The elite races at the aQuellé Midmar Mile saw Durban swimmer Michael McGlynn successfully defending the title he claimed for the first time last year while Olympian Michelle Weber regained the crown she last held in 2016.

Conditions at Midmar Dam, just outside Howick in KwaZulu-Natal, were ideal as the mist lifted to reveal glassy, flat water on the 1.6km course. Tackling a field of 20 other top-ranked women, Weber powered to the front from the start, hitting every hotspot at 400m, 800m and 1200m comfortably out in front.

Defending champion Robyn Kinghorn went well wide and it cost her, while 18-year-old Tori Earle followed Weber’s lead.

The Rio Olympian cruised to victory untroubled, finishing in 19 minutes and 40 seconds with Earle second in 19:55 and Carli Antonopoulos winning the running battle at the finish for third spot in 20:12.

“It went very well. I saw the conditions were really flat and I decided I’m going to dive off the pontoon, just take a few easy strokes, and get the feel of the whole vibe of the day. Then after that I just put my head down and went and got faster and faster, so it was a good race, I’m happy.

“I wasn’t sure where everyone else was, or how far they were behind me.
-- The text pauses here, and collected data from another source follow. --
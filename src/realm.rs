use std::time::Duration;

use anyhow::{Context, Result};
use crossterm::event::{
    KeyCode as CrosstermKeyCode, KeyEvent as CrosstermKeyEvent,
    KeyModifiers as CrosstermKeyModifiers,
};
use tuirealm::{
    Application, AttrValue, Attribute, Component, Event, EventListenerCfg, Frame, MockComponent,
    NoUserEvent, Props, State,
    command::{Cmd, CmdResult},
    event::{Key as RealmKey, KeyEvent as RealmKeyEvent, KeyModifiers as RealmKeyModifiers},
    ratatui::layout::Rect,
};

use crate::app::Message;

#[derive(Debug, Clone, Eq, PartialEq, Hash)]
pub enum RootId {
    Root,
}

pub type BoardApplication = Application<RootId, Message, NoUserEvent>;

/// Mounts the input-only root component.
///
/// Drawing goes straight through `ui::render`; the realm only decodes
/// terminal events into [`Message`]s.
pub fn init_application() -> Result<BoardApplication> {
    let mut application: BoardApplication = Application::init(
        EventListenerCfg::default()
            .crossterm_input_listener(Duration::from_millis(20), 3)
            .poll_timeout(Duration::from_millis(50)),
    );

    application
        .mount(RootId::Root, Box::new(RootComponent::default()), Vec::new())
        .context("failed to mount tui-realm root component")?;

    application
        .active(&RootId::Root)
        .context("failed to activate tui-realm root component")?;

    Ok(application)
}

#[derive(Default)]
struct RootComponent {
    props: Props,
}

impl MockComponent for RootComponent {
    fn view(&mut self, _frame: &mut Frame, _area: Rect) {}

    fn query(&self, attr: Attribute) -> Option<AttrValue> {
        self.props.get(attr)
    }

    fn attr(&mut self, attr: Attribute, value: AttrValue) {
        self.props.set(attr, value);
    }

    fn state(&self) -> State {
        State::None
    }

    fn perform(&mut self, _cmd: Cmd) -> CmdResult {
        CmdResult::None
    }
}

impl Component<Message, NoUserEvent> for RootComponent {
    fn on(&mut self, ev: Event<NoUserEvent>) -> Option<Message> {
        translate_event(ev)
    }
}

fn translate_event(ev: Event<NoUserEvent>) -> Option<Message> {
    match ev {
        Event::Keyboard(key) => Some(Message::Key(convert_key_event(key))),
        Event::WindowResize(width, height) => Some(Message::Resize(width, height)),
        _ => None,
    }
}

fn convert_key_event(key: RealmKeyEvent) -> CrosstermKeyEvent {
    CrosstermKeyEvent::new(
        convert_key_code(key.code),
        convert_key_modifiers(key.modifiers),
    )
}

fn convert_key_code(key: RealmKey) -> CrosstermKeyCode {
    match key {
        RealmKey::Backspace => CrosstermKeyCode::Backspace,
        RealmKey::Enter => CrosstermKeyCode::Enter,
        RealmKey::Left => CrosstermKeyCode::Left,
        RealmKey::Right => CrosstermKeyCode::Right,
        RealmKey::Up => CrosstermKeyCode::Up,
        RealmKey::Down => CrosstermKeyCode::Down,
        RealmKey::Tab => CrosstermKeyCode::Tab,
        RealmKey::Delete => CrosstermKeyCode::Delete,
        RealmKey::Function(index) => CrosstermKeyCode::F(index),
        RealmKey::Char(ch) => CrosstermKeyCode::Char(ch),
        RealmKey::Esc => CrosstermKeyCode::Esc,
        _ => CrosstermKeyCode::Null,
    }
}

fn convert_key_modifiers(modifiers: RealmKeyModifiers) -> CrosstermKeyModifiers {
    let mut converted = CrosstermKeyModifiers::empty();
    if modifiers.contains(RealmKeyModifiers::SHIFT) {
        converted.insert(CrosstermKeyModifiers::SHIFT);
    }
    if modifiers.contains(RealmKeyModifiers::CONTROL) {
        converted.insert(CrosstermKeyModifiers::CONTROL);
    }
    if modifiers.contains(RealmKeyModifiers::ALT) {
        converted.insert(CrosstermKeyModifiers::ALT);
    }
    converted
}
I did see someone on the very right hand side [Kinghorn] but I just said to myself: ‘No, it’s fine, I’m just going to keep going.’ You don’t want to get too tense in open water because there’s so much going on – and there’s the fear of the dark water – it’s very easy to get overwhelmed. You just have to stay calm, enjoy it and have fun and do your best. That’s all you can do.”

Weber’s last victory in 2016 also came in an Olympic year, and with the 24-year-old looking to qualify for the Tokyo Games, she was thrilled with Sunday’s win.
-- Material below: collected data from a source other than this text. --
//! Configuration management

use std::{
    collections::{BTreeMap, HashMap},
    env,
    path::{Path, PathBuf},
    sync::LazyLock,
    time::Duration,
};

use figment::{
    Figment,
    providers::{Env, Format, Yaml},
};
use regex::Regex;
use serde::{Deserialize, Serialize};

use crate::transform::DEFAULT_PROCESSOR;
use crate::{Error, Result};

/// `${VAR}` or `${VAR:-default}`
static PLACEHOLDER: LazyLock<Regex> = LazyLock::new(|| {
    Regex::new(r"\$\{([A-Za-z_][A-Za-z0-9_]*)(?::-([^}]*))?\}").expect("valid placeholder pattern")
});

/// Main configuration
#[derive(Debug, Clone, Serialize, Deserialize)]
#[serde(default)]
pub struct Config {
    /// Environment files to load before `${VAR}` expansion.
    /// Paths support ~ expansion; later files override earlier ones.
    pub env_files: Vec<String>,
    /// Listener configuration
    pub server: ServerConfig,
    /// OAI-PMH backend
    pub backend: BackendConfig,
    /// Public base URL written into every `request` element
    pub base_url: String,
    /// Processing instructions injected before the root element, in order
    pub instructions: Vec<InstructionConfig>,
    /// Shorthand for an `xml-stylesheet` instruction referencing this URL
    pub xslt: Option<String>,
    /// Metadata format descriptors by prefix
    pub formats: BTreeMap<String, FormatConfig>,
    /// Indent responses
    pub pretty: bool,
    /// Advertised set intersections: base set spec → pattern of partner specs
    pub intersect_sets: BTreeMap<String, String>,
    /// Resumption token persistence
    pub continuation: ContinuationConfig,
    /// Transform step execution
    pub transform: TransformConfig,
    /// Directory of the loaded configuration file; relative stylesheet
    /// paths resolve against it
    #[serde(skip)]
    pub config_dir: Option<PathBuf>,
}

impl Default for Config {
    fn default() -> Self {
        Self {
            env_files: Vec::new(),
            server: ServerConfig::default(),
            backend: BackendConfig::default(),
            base_url: String::new(),
            instructions: Vec::new(),
            xslt: None,
            formats: BTreeMap::new(),
            pretty: true,
            intersect_sets: BTreeMap::new(),
            continuation: ContinuationConfig::default(),
            transform: TransformConfig::default(),
            config_dir: None,
        }
    }
}

/// One processing instruction, `<?target content?>`
#[derive(Debug, Clone, PartialEq, Eq, Serialize, Deserialize)]
pub struct InstructionConfig {
    /// Instruction target, e.g. `xml-stylesheet`
    pub target: String,
    /// Instruction content
    #[serde(default)]
    pub content: String,
}

/// Listener configuration
#[derive(Debug, Clone, Serialize, Deserialize)]
#[serde(default)]
pub struct ServerConfig {
    /// Host to bind to
    pub host: String,
    /// Port to listen on
    pub port: u16,
    /// Deadline for one proxied request, backend call and transforms included
    #[serde(with = "duration_serde")]
    pub request_timeout: Duration,
}

impl Default for ServerConfig {
    fn default() -> Self {
        Self {
            host: "127.0.0.1".to_string(),
            port: 8090,
            request_timeout: Duration::from_secs(120),
        }
    }
}

/// OAI-PMH backend and HTTP client options
#[derive(Debug, Clone, Serialize, Deserialize)]
#[serde(default)]
pub struct BackendConfig {
    /// Backend endpoint URL
    pub url: String,
    /// Total timeout of one backend request
    #[serde(with = "duration_serde")]
    pub timeout: Duration,
    /// Connection establishment timeout
    #[serde(with = "duration_serde")]
    pub connect_timeout: Duration,
    /// Extra headers sent with every backend request
    pub headers: HashMap<String, String>,
}

impl Default for BackendConfig {
    fn default() -> Self {
        Self {
            url: String::new(),
            timeout: Duration::from_secs(60),
            connect_timeout: Duration::from_secs(10),
            headers: HashMap::new(),
        }
    }
}

/// Metadata format descriptor
#[derive(Debug, Clone, Default, PartialEq, Eq, Serialize, Deserialize)]
#[serde(default)]
pub struct FormatConfig {
    /// Native backend prefix followed by stylesheet paths
    pub pipeline: Vec<String>,
    /// Schema URL advertised in `ListMetadataFormats`
    pub schema: Option<String>,
    /// Namespace URI advertised in `ListMetadataFormats`
    pub namespace: Option<String>,
}

/// Continuation store configuration
#[derive(Debug, Clone, Default, Serialize, Deserialize)]
#[serde(default)]
pub struct ContinuationConfig {
    /// Journal file; tokens are kept in memory only when unset
    pub path: Option<PathBuf>,
}

/// Transform step execution
#[derive(Debug, Clone, Serialize, Deserialize)]
#[serde(default)]
pub struct TransformConfig {
    /// XSLT processor executable
    pub processor: String,
    /// Deadline for one stylesheet run
    #[serde(with = "duration_serde")]
    pub timeout: Duration,
}

impl Default for TransformConfig {
    fn default() -> Self {
        Self {
            processor: DEFAULT_PROCESSOR.to_string(),
            timeout: Duration::from_secs(30),
        }
    }
}

impl Config {
    /// Load configuration from file and environment
    ///
    /// Environment variables use the `OAI_PROXY_` prefix with `__` as
    /// nesting separator (`OAI_PROXY_BACKEND__URL`).
    pub fn load(path: Option<&Path>) -> Result<Self> {
        let mut figment = Figment::new();

        if let Some(p) = path {
            if !p.exists() {
                return Err(Error::Config(format!(
                    "Config file not found: {}",
                    p.display()
                )));
            }
            figment = figment.merge(Yaml::file(p));
        }

        figment = figment.merge(Env::prefixed("OAI_PROXY_").split("__"));

        let mut config: Self = figment
            .extract()
            .map_err(|e| Error::Config(e.to_string()))?;

        config.config_dir = path
            .and_then(Path::parent)
            .map(Path::to_path_buf);
        config.load_env_files();
        config.expand_env_vars();
        config.validate()?;

        Ok(config)
    }

    /// Check required settings
    pub fn validate(&self) -> Result<()> {
        if self.backend.url.is_empty() {
            return Err(Error::Config("backend.url is required".to_string()));
        }
        url::Url::parse(&self.backend.url)
            .map_err(|e| Error::Config(format!("Invalid backend.url {}: {e}", self.backend.url)))?;
        if self.base_url.is_empty() {
            return Err(Error::Config("base_url is required".to_string()));
        }
        for (base, pattern) in &self.intersect_sets {
            Regex::new(pattern).map_err(|e| {
                Error::Config(format!("Invalid intersect_sets pattern for {base}: {e}"))
            })?;
        }
        Ok(())
    }

    /// Processing instructions in injection order. `xslt` replaces the
    /// content of a configured `xml-stylesheet` in place, or is appended.
    #[must_use]
    pub fn processing_instructions(&self) -> Vec<(String, String)> {
        let mut instructions: Vec<(String, String)> = self
            .instructions
            .iter()
            .map(|pi| (pi.target.clone(), pi.content.clone()))
            .collect();
        if let Some(href) = &self.xslt {
            let content = format!("type=\"text/xsl\" href=\"{href}\"");
            match instructions
                .iter_mut()
                .find(|(target, _)| target == "xml-stylesheet")
            {
                Some((_, existing)) => *existing = content,
                None => instructions.push(("xml-stylesheet".to_string(), content)),
            }
        }
        instructions
    }

    /// Resolve a path from the configuration file against its directory
    #[must_use]
    pub fn resolve_path(&self, path: impl AsRef<Path>) -> PathBuf {
        let path = path.as_ref();
        match &self.config_dir {
            Some(dir) if path.is_relative() => dir.join(path),
            _ => path.to_path_buf(),
        }
    }

    /// Load environment files into the process environment.
    /// Files that don't exist are skipped.
    fn load_env_files(&self) {
        for path_str in &self.env_files {
            let expanded = match (path_str.strip_prefix('~'), dirs::home_dir()) {
                (Some(rest), Some(home)) => format!("{}{rest}", home.display()),
                _ => path_str.clone(),
            };

            let path = Path::new(&expanded);
            if path.exists() {
                match dotenvy::from_path(path) {
                    Ok(()) => tracing::info!("Loaded env file: {expanded}"),
                    Err(e) => tracing::warn!("Failed to load env file {expanded}: {e}"),
                }
            } else {
                tracing::debug!("Env file not found (skipped): {expanded}");
            }
        }
    }

    /// Expand `${VAR}` and `${VAR:-default}` in URLs and backend headers
    fn expand_env_vars(&mut self) {
        self.backend.url = expand_string(&self.backend.url);
        self.base_url = expand_string(&self.base_url);
        for value in self.backend.headers.values_mut() {
            *value = expand_string(value);
        }
    }
}

fn expand_string(value: &str) -> String {
    PLACEHOLDER
        .replace_all(value, |caps: &regex::Captures| {
            let default = caps.get(2).map_or("", |m| m.as_str());
            env::var(&caps[1]).unwrap_or_else(|_| default.to_string())
        })
        .into_owned()
}

/// Human-readable durations: `"500ms"`, `"30s"`, `"5m"`, `"1h"`, or bare seconds
pub mod duration_serde {
    use std::time::Duration;

    use serde::{Deserialize, Deserializer, Serializer};

    /// Serialize as whole seconds (`"30s"`) or milliseconds (`"500ms"`)
    pub fn serialize<S>(duration: &Duration, serializer: S) -> Result<S::Ok, S::Error>
    where
        S: Serializer,
    {
        if duration.subsec_millis() == 0 {
            serializer.serialize_str(&format!("{}s", duration.as_secs()))
        } else {
            serializer.serialize_str(&format!("{}ms", duration.as_millis()))
        }
    }

    /// Deserialize a duration string or integer seconds
    pub fn deserialize<'de, D>(deserializer: D) -> Result<Duration, D::Error>
    where
        D: Deserializer<'de>,
    {
        #[derive(Deserialize)]
        #[serde(untagged)]
        enum Raw {
            Seconds(u64),
            Text(String),
        }

        match Raw::deserialize(deserializer)? {
            Raw::Seconds(secs) => Ok(Duration::from_secs(secs)),
            Raw::Text(text) => parse(&text).map_err(serde::de::Error::custom),
        }
    }

    /// Parse `"500ms"`, `"30s"`, `"5m"`, `"1h"` or `"30"`
    pub fn parse(text: &str) -> Result<Duration, String> {
        let text = text.trim();
        let number = |digits: &str| {
            digits
                .trim()
                .parse::<u64>()
                .map_err(|e| format!("invalid duration {text:?}: {e}"))
        };

        if let Some(ms) = text.strip_suffix("ms") {
            number(ms).map(Duration::from_millis)
        } else if let Some(secs) = text.strip_suffix('s') {
            number(secs).map(Duration::from_secs)
        } else if let Some(mins) = text.strip_suffix('m') {
            number(mins).map(|m| Duration::from_secs(m * 60))
        } else if let Some(hours) = text.strip_suffix('h') {
            number(hours).map(|h| Duration::from_secs(h * 3600))
        } else {
            number(text).map(Duration::from_secs)
        }
    }
}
“It’s so strange because I won it in 2016 which was Olympic year and then I didn’t win it last year so it was like a weird superstition thing. Now the Olympics have moved to this year so I’m very happy that I won this year – it’s just a mental thing.”

Meanwhile, a disappointed Kinghorn, who finished fifth, added: “Congrats to Michelle – she had a brilliant race. It’s definitely hard coming back as a defending champion and having a race like that. I wasn’t too happy with it, but it happens and you move on from it.”

McGlynn certainly felt the same pressure as he dived in as defending champion in the men’s race. Following a similar pattern to the women’s, he led from start to finish, hitting all the hotspots in front and crossing the line in 17 minutes 55. The tussle for the other places was a much fiercer one out in the water and on the slipway at the finish. Danie Marais eventually finished in second in 18:25 and 18-year-old Connor Buck in third six second later.

“Obviously the pressure was huge. It’s very different coming here the second time and trying to win compared to when you have no title and you’ve got nothing to lose,” admitted McGlynn. “But God gave me the strength and I just kept the faith that I would not fall apart and just keep it together really.

“This race is becoming more of a sprint. I’m not looking for any records or anything like that but it’s great to defend and walk away happy. It’s great to have the pressure off.”

Not since Chad Ho’s incredible run from 2010 to 2016 has there been a back-to-back winner of the men’s race, and McGlynn was thrilled to be the first since then.

“I know there’s been a bit of a gap recently with guys winning one and then not defending. I just wanted to really show that I can do that as well and thank you to everyone for the support.”

Speaking about the race itself, McGlynn added: “I went a bit off course actually, like I did last year. But I got back on track and just took it from there. My arms and legs were burning, but I’m just thankful that it’s done.

“The last three or four hundred metres I was really tired. But I didn’t want it to be over. I wanted to feel the pain because I actually wanted to remember this one. I think last year the hype afterwards kind of ran away with me but after a year I’m a bit more mature to deal with all the emotions that come with it this time.”

Second-placed Marais reckoned: “It was every man for himself. When you’re on that pontoon, you’re on your own – there’s no teamwork or anything. Midmar is all-out from beginning to end and I think I was just lucky to get second at the end.”